**Exercise goal**
Using the entries that follow, collect the lines where the word "Transport" appears.

= = = =

//! End-to-end tests over the public engine surface.
//!
//! Tests cover:
//! - Backtest round trips through the simulated broker (percent band, staged)
//! - Scanning a CSV file for entry signals
//! - Push-mode driving with source and routing failures

mod common;

use approx::assert_relative_eq;
use common::*;
use trendpilot::adapters::csv_adapter::CsvAdapter;
use trendpilot::domain::backtest::BacktestConfig;
use trendpilot::domain::engine::{Engine, scan};
use trendpilot::domain::lifecycle::LifecycleState;
use trendpilot::domain::order_intent::{OrderKind, OrderRole, Side};
use trendpilot::domain::position::TradeRecord;
use trendpilot::domain::signal::EntryPattern;
use trendpilot::ports::data_port::BarSource;
use trendpilot::runner::{run_backtest, run_live};

fn backtest_config() -> BacktestConfig {
    BacktestConfig {
        symbol: SYMBOL.into(),
        data_file: None,
        initial_capital: 10_000.0,
        commission_pct: 0.0,
        trade_log: None,
        summary_report: None,
    }
}

mod backtest_round_trip {
    use super::*;

    #[test]
    fn percent_band_exit_closes_whole_position() {
        let mut log: Vec<TradeRecord> = Vec::new();
        let result = run_backtest(
            &band_round_trip_bars(),
            &band_config(),
            &backtest_config(),
            &mut log,
        );

        assert!(result.failures.is_empty());
        assert_eq!(result.trades.len(), 1);
        assert_eq!(log, result.trades);

        let trade = &result.trades[0];
        assert_eq!(trade.size, 454);
        assert_relative_eq!(trade.entry_price, 11.0);
        assert_relative_eq!(trade.exit_price, 11.8, epsilon = 1e-9);
        assert_relative_eq!(trade.pnl, 0.8 * 454.0, epsilon = 1e-9);
        assert_eq!(trade.exit_reason, "market_exit");
        assert_eq!(trade.entry_time, ts(7));
        assert_eq!(trade.exit_time, ts(9));
        assert_relative_eq!(result.final_equity(), 10_000.0 + trade.pnl, epsilon = 1e-6);
    }

    #[test]
    fn staged_exit_takes_half_then_trails() {
        let mut log: Vec<TradeRecord> = Vec::new();
        let bars = staged_round_trip_bars();
        let result = run_backtest(&bars, &staged_config(), &backtest_config(), &mut log);

        assert!(result.failures.is_empty(), "{:?}", result.failures);
        assert_eq!(result.trades.len(), 1);
        let trade = &result.trades[0];
        assert_eq!(trade.size, 454);
        assert_eq!(trade.exit_reason, "trailing_stop");
        // 227 at 13.25, 227 at 10.55
        assert_relative_eq!(trade.exit_price, 11.9, epsilon = 1e-9);
        assert_relative_eq!(
            trade.pnl,
            (trade.exit_price - trade.entry_price) * trade.size as f64,
            epsilon = 1e-9
        );
        assert_relative_eq!(trade.pnl, 408.6, epsilon = 1e-6);
        assert!(trade.is_win());

        assert_eq!(result.equity_curve.len(), bars.len());
        assert_relative_eq!(result.final_equity(), 10_408.6, epsilon = 1e-6);
        assert_eq!(result.metrics.total_trades, 1);
        assert_eq!(result.metrics.trades_won, 1);
    }

    #[test]
    fn net_pnl_deducts_broker_commission() {
        let mut log: Vec<TradeRecord> = Vec::new();
        let backtest = BacktestConfig {
            commission_pct: 0.0005,
            ..backtest_config()
        };
        let result = run_backtest(&staged_round_trip_bars(), &staged_config(), &backtest, &mut log);

        assert_eq!(result.trades.len(), 1);
        let m = &result.metrics;
        assert_relative_eq!(m.gross_pnl, result.trades[0].pnl, epsilon = 1e-9);
        assert!(m.commission > 0.0);
        assert_relative_eq!(m.net_pnl, m.gross_pnl - m.commission, epsilon = 1e-9);
        // flat at the end, so net pnl is exactly the equity change
        assert_relative_eq!(m.net_pnl, result.final_equity() - 10_000.0, epsilon = 1e-6);
    }

    #[test]
    fn no_signal_means_no_trades() {
        let mut log: Vec<TradeRecord> = Vec::new();
        let bars = spike_bars();
        let result = run_backtest(&bars[..5], &band_config(), &backtest_config(), &mut log);
        assert!(result.trades.is_empty());
        assert!(log.is_empty());
        assert_relative_eq!(result.final_equity(), 10_000.0);
        assert_relative_eq!(result.metrics.max_drawdown, 0.0);
    }

    #[test]
    fn open_position_at_end_is_not_a_trade() {
        let mut log: Vec<TradeRecord> = Vec::new();
        let bars = staged_round_trip_bars();
        let result = run_backtest(&bars[..9], &staged_config(), &backtest_config(), &mut log);
        assert!(result.trades.is_empty());
        // half the position is still marked to market
        assert!(result.final_equity() > 10_000.0);
    }
}

mod signal_scan {
    use super::*;

    #[test]
    fn csv_spike_yields_exactly_one_signal() {
        let dir = tempfile::tempdir().unwrap();
        write_bars(dir.path(), &spike_bars());

        let bars = CsvAdapter::new(dir.path()).fetch_bars(SYMBOL).unwrap();
        assert_eq!(bars, spike_bars());

        let hits = scan(&bars, &band_config());
        assert_eq!(hits.len(), 1);
        assert_eq!(hits[0].timestamp, ts(6));
        assert_eq!(hits[0].pattern, EntryPattern::VolumeSpikeCrossover);
        assert_relative_eq!(hits[0].volume_ratio.unwrap(), 400.0 / 175.0, epsilon = 1e-9);
    }

    #[test]
    fn history_shorter_than_warmup_never_signals() {
        let bars = spike_bars();
        for n in 0..4 {
            assert!(scan(&bars[..n], &band_config()).is_empty());
        }
    }
}

mod live_driver {
    use super::*;

    #[test]
    fn acknowledged_entry_stays_in_flight() {
        let mut engine = Engine::new(SYMBOL, staged_config());
        let mut router = RecordingRouter::default();
        let mut log: Vec<TradeRecord> = Vec::new();

        let failures = run_live(
            spike_bars().into_iter().map(Ok),
            &mut engine,
            &mut router,
            &FixedAccount(10_000.0),
            &mut log,
        );

        assert!(failures.is_empty());
        assert_eq!(router.submitted.len(), 3);
        let entry = &router.submitted[0];
        assert_eq!(entry.role, OrderRole::Entry);
        assert_eq!(entry.side, Side::Buy);
        assert_eq!(entry.quantity, 454);
        let stop = router
            .submitted
            .iter()
            .find(|i| i.role == OrderRole::InitialStop)
            .unwrap();
        assert_eq!(stop.kind, OrderKind::Stop { price: 9.5 });
        let tp = router
            .submitted
            .iter()
            .find(|i| i.role == OrderRole::TakeProfit)
            .unwrap();
        assert_eq!(tp.quantity, 227);
        assert_eq!(tp.kind, OrderKind::Limit { price: 13.25 });

        // the market entry has only been acknowledged
        assert_eq!(engine.state(), LifecycleState::Entered);
        assert!(engine.has_in_flight());
    }

    #[test]
    fn failures_are_recorded_and_the_stream_continues() {
        let mut engine = Engine::new(SYMBOL, band_config());
        let mut router = RecordingRouter::failing(1);
        let mut log: Vec<TradeRecord> = Vec::new();

        let bars = spike_bars();
        let mut source: Vec<Result<Bar, TrendpilotError>> = bars.iter().cloned().map(Ok).collect();
        source.insert(
            3,
            Err(TrendpilotError::Transport {
                symbol: SYMBOL.into(),
                timestamp: ts(3),
                reason: "feed timeout".into(),
            }),
        );
        // replayed bar after the spike
        source.push(Ok(bars[6].clone()));

        let failures = run_live(
            source,
            &mut engine,
            &mut router,
            &FixedAccount(10_000.0),
            &mut log,
        );

        assert_eq!(failures.len(), 3, "{failures:?}");
        assert!(matches!(failures[0].error, TrendpilotError::Transport { .. }));
        assert_eq!(failures[0].timestamp, ts(3));
        // the entry submission failed and was treated as rejected
        assert!(matches!(failures[1].error, TrendpilotError::Transport { .. }));
        assert_eq!(failures[1].timestamp, ts(6));
        assert!(matches!(failures[2].error, TrendpilotError::OutOfOrderBar { .. }));
        assert!(failures.iter().all(|f| f.error.is_recoverable()));

        assert!(router.submitted.is_empty());
        assert_eq!(engine.state(), LifecycleState::Flat);
        assert!(!engine.has_in_flight());
        assert!(log.is_empty());
    }
}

= = = =

**Solution to this problem**
            Err(TrendpilotError::Transport {
        assert!(matches!(failures[0].error, TrendpilotError::Transport { .. }));
        assert!(matches!(failures[1].error, TrendpilotError::Transport { .. }));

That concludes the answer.